Днем мужчина справлялся, с головой уходя в работу, а дома отогреваясь рядом с сыном, который будто чуял надлом в душе отца и еще больше к нему льнул. Но по ночам, когда Ян спал умиротворенно как все дети, Илья без толку метался на постели или отсиживался на кухне — глядел в темные окна напротив, курил в форточку, глушил себя крепким кофе. И безумно злился на свою слабость, которая переполняла изнутри будто жидкий металл, не давая дышать и перегонять кровь.
И в одну из таких ночей Илья вдруг увидел на своей кухне ее — водяную деву Накки, с которой он встретился в той самой общине, провел одну безумную ночь и грамотно этим распорядился в развале секты. Но никак не думал, что она снова объявится, да еще осмелится прийти сюда. Его рассудок сразу выцепил одно: сейчас он не занимается ведовством, а значит, у Накки свои интересы, и не факт что они для него безобидны. Страх липко пополз по его телу, но еще сильнее была инстинктивная ярость, полыхнувшая при одной мысли, что в соседней комнате спит Ян.
Он шагнул к ней и произнес по-фински тихо, но жестко:
— Не знаю, что тебе нужно на сей раз. Но если ты только попробуешь тронуть моего ребенка, клянусь, я сам тебя задушу!

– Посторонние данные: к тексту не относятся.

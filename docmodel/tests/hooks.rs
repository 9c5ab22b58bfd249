mod common;

use std::sync::Arc;
use std::time::Duration;

use async_trait::async_trait;
use common::*;
use docmodel::memory::InMemoryStore;
use docmodel::prelude::*;
use pretty_assertions::assert_eq;
use serde_json::{Value, json};
use tokio::sync::mpsc::{UnboundedSender, unbounded_channel};

/// Copies its options into the document.
#[derive(Debug)]
struct Stamp;

#[async_trait]
impl Hook for Stamp {
    async fn apply(&self, mut document: Document, options: &Value, _: &HookContext) -> Result<Option<Document>, HookError> {
        if let Value::Object(fields) = options {
            for (key, value) in fields {
                if let Value::String(value) = value {
                    document.insert(key.as_str(), value.as_str());
                }
            }
        }
        Ok(Some(document))
    }
}

#[derive(Debug)]
struct RejectTitle(&'static str);

#[async_trait]
impl Hook for RejectTitle {
    async fn apply(&self, document: Document, _: &Value, _: &HookContext) -> Result<Option<Document>, HookError> {
        if matches!(document.get_str("title"), Ok(title) if title == self.0) {
            return Err(HookError::new("This title is reserved").with_code("TITLE_RESERVED"));
        }
        Ok(Some(document))
    }
}

/// Reports the title and hook type of every document it sees.
#[derive(Debug)]
struct Notify(UnboundedSender<(String, HookType, bool)>);

#[async_trait]
impl Hook for Notify {
    async fn apply(&self, document: Document, _: &Value, ctx: &HookContext) -> Result<Option<Document>, HookError> {
        let title = document.get_str("title").unwrap_or_default().to_string();
        let _ = self.0.send((title, ctx.hook_type, ctx.query.is_some()));
        Ok(Some(document))
    }
}

#[derive(Debug)]
struct Fail;

#[async_trait]
impl Hook for Fail {
    async fn apply(&self, _: Document, _: &Value, _: &HookContext) -> Result<Option<Document>, HookError> {
        Err(HookError::new("always fails"))
    }
}

/// Forwards every indexing request.
#[derive(Debug)]
struct RecordingIndexer(UnboundedSender<(String, usize)>);

#[async_trait]
impl SearchIndexer for RecordingIndexer {
    async fn index(&self, collection: &str, documents: Vec<Document>) -> ModelResult<()> {
        let _ = self.0.send((collection.to_string(), documents.len()));
        Ok(())
    }
}

fn with_hooks(store: &InMemoryStore, configure: impl FnOnce(&mut HookSettings), hooks: HookRegistry) -> Model {
    let mut settings = ModelSettings::default();
    configure(&mut settings.hooks);

    Model::builder("books", books_schema())
        .settings(settings)
        .storage(store.clone())
        .hooks(hooks)
        .build()
        .unwrap()
}

#[tokio::test]
async fn before_create_hooks_receive_their_options() {
    let store = InMemoryStore::new();
    let model = with_hooks(
        &store,
        |hooks| {
            hooks.before_create.push(HookConfig::new("stamp").with_options(json!({ "author": "Anonymous" })));
            hooks.before_create.push(HookConfig::new("stamp").with_options(json!({ "status": "review" })));
        },
        HookRegistry::new().with("stamp", Stamp),
    );

    let created = model
        .create(doc! { "title": "Dune" }, Document::new(), CreateOptions::default())
        .await
        .unwrap();

    let document = &created.results[0];
    assert_eq!(document.get_str("author").unwrap(), "Anonymous");
    assert_eq!(document.get_str("status").unwrap(), "review");
}

#[tokio::test]
async fn a_failing_before_create_hook_stores_nothing() {
    let store = InMemoryStore::new();
    let model = with_hooks(
        &store,
        |hooks| hooks.before_create.push(HookConfig::new("reserved")),
        HookRegistry::new().with("reserved", RejectTitle("Emma")),
    );

    let err = model
        .create(
            vec![doc! { "title": "Dune" }, doc! { "title": "Emma" }],
            Document::new(),
            CreateOptions::default(),
        )
        .await
        .unwrap_err();

    assert_eq!(err.code(), "TITLE_RESERVED");
    assert!(store.documents("books").await.is_empty());
}

#[tokio::test]
async fn after_create_hooks_run_in_the_background() {
    let store = InMemoryStore::new();
    let (tx, mut rx) = unbounded_channel();
    let model = with_hooks(
        &store,
        |hooks| {
            hooks.after_create.push(HookConfig::new("notify"));
            hooks.after_create.push(HookConfig::new("fail"));
        },
        HookRegistry::new().with("notify", Notify(tx)).with("fail", Fail),
    );

    let created = model
        .create(doc! { "title": "Dune" }, Document::new(), CreateOptions::default())
        .await
        .unwrap();
    assert_eq!(created.results.len(), 1);

    let seen = tokio::time::timeout(Duration::from_secs(5), rx.recv())
        .await
        .unwrap()
        .unwrap();
    assert_eq!(seen, ("Dune".to_string(), HookType::AfterCreate, false));
}

#[tokio::test]
async fn before_update_hooks_see_the_query() {
    let store = InMemoryStore::new();
    let (tx, mut rx) = unbounded_channel();
    let model = with_hooks(
        &store,
        |hooks| hooks.before_update.push(HookConfig::new("notify")),
        HookRegistry::new().with("notify", Notify(tx)),
    );
    seed(&model).await;

    model
        .update(doc! { "title": "Dune" }, doc! { "title": "Dune Messiah" }, UpdateOptions::default())
        .await
        .unwrap();

    let seen = rx.recv().await.unwrap();
    assert_eq!(seen, ("Dune Messiah".to_string(), HookType::BeforeUpdate, true));
}

#[tokio::test]
async fn before_update_hooks_can_rewrite_the_update() {
    let store = InMemoryStore::new();
    let model = with_hooks(
        &store,
        |hooks| hooks.before_update.push(HookConfig::new("stamp").with_options(json!({ "status": "revised" }))),
        HookRegistry::new().with("stamp", Stamp),
    );
    seed(&model).await;

    let updated = model
        .update(doc! { "title": "Emma" }, doc! { "pages": 321 }, UpdateOptions::default())
        .await
        .unwrap();

    assert_eq!(updated.results[0].get_str("status").unwrap(), "revised");
}

#[tokio::test]
async fn unknown_hooks_fail_the_build() {
    let store = InMemoryStore::new();
    let mut settings = ModelSettings::default();
    settings.hooks.after_delete.push(HookConfig::new("missing"));

    let built = Model::builder("books", books_schema())
        .settings(settings)
        .storage(store.clone())
        .build();

    let Err(err) = built else {
        panic!("a model with an unknown hook was built");
    };
    assert!(matches!(err, ModelError::Configuration(_)));
}

#[tokio::test]
async fn persisted_documents_are_sent_for_indexing() {
    let store = InMemoryStore::new();
    let (tx, mut rx) = unbounded_channel();
    let model = Model::builder("books", books_schema())
        .storage(store.clone())
        .search(Arc::new(RecordingIndexer(tx)))
        .build()
        .unwrap();

    seed(&model).await;

    let indexed = tokio::time::timeout(Duration::from_secs(5), rx.recv())
        .await
        .unwrap()
        .unwrap();
    assert_eq!(indexed, ("books".to_string(), 3));
}

#[test]
fn detached_work_completes_without_a_tokio_runtime() {
    let store = InMemoryStore::new();
    let (hooks_tx, mut hooks_rx) = unbounded_channel();
    let (index_tx, mut index_rx) = unbounded_channel();
    let mut settings = ModelSettings::default();
    settings.hooks.after_create.push(HookConfig::new("notify"));

    let model = Model::builder("books", books_schema())
        .settings(settings)
        .storage(store.clone())
        .hooks(HookRegistry::new().with("notify", Notify(hooks_tx)))
        .search(Arc::new(RecordingIndexer(index_tx)))
        .build()
        .unwrap();

    let created = futures::executor::block_on(model.create(
        doc! { "title": "Dune" },
        Document::new(),
        CreateOptions::default(),
    ))
    .unwrap();

    assert_eq!(created.results.len(), 1);
    assert_eq!(futures::executor::block_on(store.documents("books")).len(), 1);
    assert_eq!(index_rx.try_recv().unwrap(), ("books".to_string(), 1));
    assert_eq!(
        hooks_rx.try_recv().unwrap(),
        ("Dune".to_string(), HookType::AfterCreate, false)
    );
}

— Как сурово, — невозмутимо отозвалась Накки. — Если бы я не знала, то решила бы, что в прошлый раз тебе не понравилось. Что на тебя нашло, Велхо[1]?
По правде говоря, Илья чувствовал, что перегнул палку: духи крайне редко проявляли агрессию к детям, а уж тем более к ведьминским. Но в Накки он видел прежде всего женщину, которая давно к нему неровно дышала, и посему никак не мог ручаться за ее отношение к ребенку от соперницы, пусть и неживой.
— Все? Ты успокоился? — спросила девушка, не дожидаясь его ответа. — Никто не тронет ни тебя, ни твоего мальчика, я просто пришла помочь.
— Мне помочь? — опешил Илья. — Ты ошиблась, мне больше ничего не надо.
— А вот я так не думаю. Ты видел, какого цвета у тебя лицо? Будто внутри вообще ни кровинки не осталось, только соль да перец.
— Это уж точно, крови из меня немало вытекло, — устало вздохнул Илья и присел у стола. Теперь, в свете лампы, он как следует рассмотрел гостью, снова босую, в длинном бледно-голубом платье, подвязанном серебряным шнурком. Волосы аккуратно заплетены в косу. Просто мечта истинного патриархального мужчины, не знающего о ней то, что знал Илья. И этот аромат он помнил: ледяная речная вода с яблочной кислинкой, сырой мох, налившиеся соком ягоды.
Даже сейчас он заметил, каким цепким взглядом она прошлась по его крепкому молодому телу, но от воспоминаний невольно потеплело внутри. Илья еще не мог понять, чем водяница намерена ему помочь, но во всяком случае счел, что ему, потомку ингерманландских ведьм, держащих в страхе целые деревни, совсем не к лицу перед ней робеть.
— Так-то лучше, — кивнула Накки с улыбкой и достала из полотняного мешочка какие-то склянки и бутылочки. Когда она открыла одну из них, по кухне разлился запах водорослей и прелой листвы. Внутри оказалась какая-то полужидкая масса жемчужно-серого цвета.
— Сними рубашку, тебя надо растереть, — промолвила она. — Ну что ты мнешься, будто я тебя не видела?
Илья не стал спорить, и Накки, щедро зачерпнув мазь, принялась ее втирать в его спину. Поначалу был только холодок, но вскоре тело стало расслабляться и будто оттаивать изнутри. Аромат, витающий в воздухе, постепенно менялся: в нем появлялись терпкие плодовые нотки, как от чуть забродившей сливы.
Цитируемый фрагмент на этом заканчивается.